如果sa_flags中存在SA_SIGINFO标志,那么sa_sigaction将作为signum信号的处理函数。这个函数的第一参数是信号编码,第二参数是siginfo_t结构的指针,第三参数是ucontext_t结构指针(造型为void *)。
sa_mask指定信号处理函数执行的过程中应被阻塞的信号。另外,除了SA_NODEFER标志被指定外,触发信号处理函数执行的那个信号也会被阻塞。
sa_flags指定一系列用于修改信号处理过程行为的标志,由下面的0个或多个标志通过or运算组合而成:
SA_NOCLDSTOP //此标志为on时,假如signum的值是SIGCHLD,则在子进程停止或恢复执行时不会传信号给调用本系统调用的进程。
SA_NOCLDWAIT //此标志为on时,当调用此系统调用的进程之子进程终止时,系统不会建立zombie进程。
SA_RESETHAND //此标志为on时,信号处理函数接收到信号后,会先将对信号处理的方式设为预设方式,而且当函数处理该信号时,后来发生的信号将不会被阻塞。
SA_ONSTACK //如果利用sigaltstack()建立信号专用堆栈,则此标志会把所有信号送往该堆栈。
SA_RESTART //此标志为on时,核心会自动重启信号中断的系统调用,否则返回EINTR错误值。
SA_NODEFER //当此标志为on时,在信号处理函数处置信号的时段中,核心程序不会把这个间隙中产生的信号阻塞。
SA_SIGINFO //此标志为on时,指定信号处理函数需要三个参数,所以应使用sa_sigaction替代sa_handler。

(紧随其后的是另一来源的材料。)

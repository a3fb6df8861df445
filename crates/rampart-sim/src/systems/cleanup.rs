//! Cleanup system: removes enemies that leaked through or died, and settles the economy.

use hecs::{Entity, World};

use rampart_core::components::{Enemy, PathProgress, Sequence};
use rampart_core::events::GameEvent;

use crate::economy::Economy;

/// Remove leaked enemies (one life each) and dead enemies (reward each).
/// Reaching the end takes precedence over dying on the same tick.
/// Uses a pre-allocated buffer to avoid per-tick allocation.
pub fn run(
    world: &mut World,
    economy: &mut Economy,
    events: &mut Vec<GameEvent>,
    despawn_buffer: &mut Vec<Entity>,
) {
    let mut finished: Vec<(Sequence, Entity, bool, i64)> = Vec::new();
    for (entity, (seq, enemy, progress)) in
        world.query_mut::<(&Sequence, &Enemy, &PathProgress)>()
    {
        if progress.reached_end {
            finished.push((*seq, entity, true, enemy.reward));
        } else if enemy.health <= 0.0 {
            finished.push((*seq, entity, false, enemy.reward));
        }
    }
    finished.sort_by_key(|(seq, ..)| *seq);

    despawn_buffer.clear();
    for (_seq, entity, leaked, reward) in finished {
        if leaked {
            economy.lose_life();
            events.push(GameEvent::EnemyLeaked {
                lives_remaining: economy.lives,
            });
        } else {
            economy.award_kill(reward);
            events.push(GameEvent::EnemyKilled { reward });
        }
        despawn_buffer.push(entity);
    }

    for entity in despawn_buffer.drain(..) {
        let _ = world.despawn(entity);
    }
}

#[cfg(test)]
mod tests {
    use super::*;
    use rampart_core::config::GameConfig;
    use rampart_core::types::Position;

    use crate::world_setup::spawn_enemy;

    #[test]
    fn leak_beats_death_on_same_tick() {
        let mut world = World::new();
        let mut economy = Economy::new(&GameConfig::default());
        let mut next_seq = 0;
        let enemy = spawn_enemy(&mut world, &mut next_seq, Position::default(), 1);
        {
            let mut e = world.get::<&mut Enemy>(enemy).unwrap();
            e.health = 0.0;
        }
        world.get::<&mut PathProgress>(enemy).unwrap().reached_end = true;

        let mut events = Vec::new();
        run(&mut world, &mut economy, &mut events, &mut Vec::new());

        assert_eq!(economy.lives, 19);
        assert_eq!(economy.money, 100);
        assert_eq!(economy.score, 0);
        assert_eq!(events, vec![GameEvent::EnemyLeaked { lives_remaining: 19 }]);
        assert!(!world.contains(enemy));
    }

    #[test]
    fn live_enemies_are_kept() {
        let mut world = World::new();
        let mut economy = Economy::new(&GameConfig::default());
        let mut next_seq = 0;
        let enemy = spawn_enemy(&mut world, &mut next_seq, Position::default(), 1);

        let mut events = Vec::new();
        run(&mut world, &mut economy, &mut events, &mut Vec::new());

        assert!(world.contains(enemy));
        assert!(events.is_empty());
        assert_eq!(economy, Economy::new(&GameConfig::default()));
    }
}
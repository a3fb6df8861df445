//! RAMPART headless host.
//!
//! Runs the simulation on a game-loop thread and bridges it to a parent
//! process over JSON lines on stdin/stdout.

pub mod game_loop;
pub mod ipc;
pub mod state;

pub use rampart_core as core;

sa_sigaction第二个参数siginfo_t结构的原型如下:
siginfo_t {
int si_signo; /* Signal number */
int si_errno; /* An errno value */
int si_code; /* Signal code */
pid_t si_pid; /* Sending process ID */
uid_t si_uid; /* Real user ID of sending process */
int si_status; /* Exit value or signal */
clock_t si_utime; /* User time consumed */
clock_t si_stime; /* System time consumed */
sigval_t si_value; /* Signal value */
int si_int; /* POSIX.1b signal */
void * si_ptr; /* POSIX.1b signal */
void * si_addr; /* Memory location which caused fault */
int si_band; /* Band event */
int si_fd; /* File descriptor */
}
开 头的三个字段si_signo,si_errno 和 si_code为所有信号使用(Linux中si_signo不被使用),结构的剩下部分可看作联合体,所以应该只读取对给定信号有意义的字段。 POSIX.1b信号和SIGCHLD填写si_pid 和 si_uid两个字段。SIGCHLD信号同时填写si_status, si_utime 和 si_stime。si_int 和 si_ptr为POSIX.1b信号发送者而指定。SIGILL,SIGFPE,SIGSEGV 和 SIGBUS用出错地址填写si_addr字段。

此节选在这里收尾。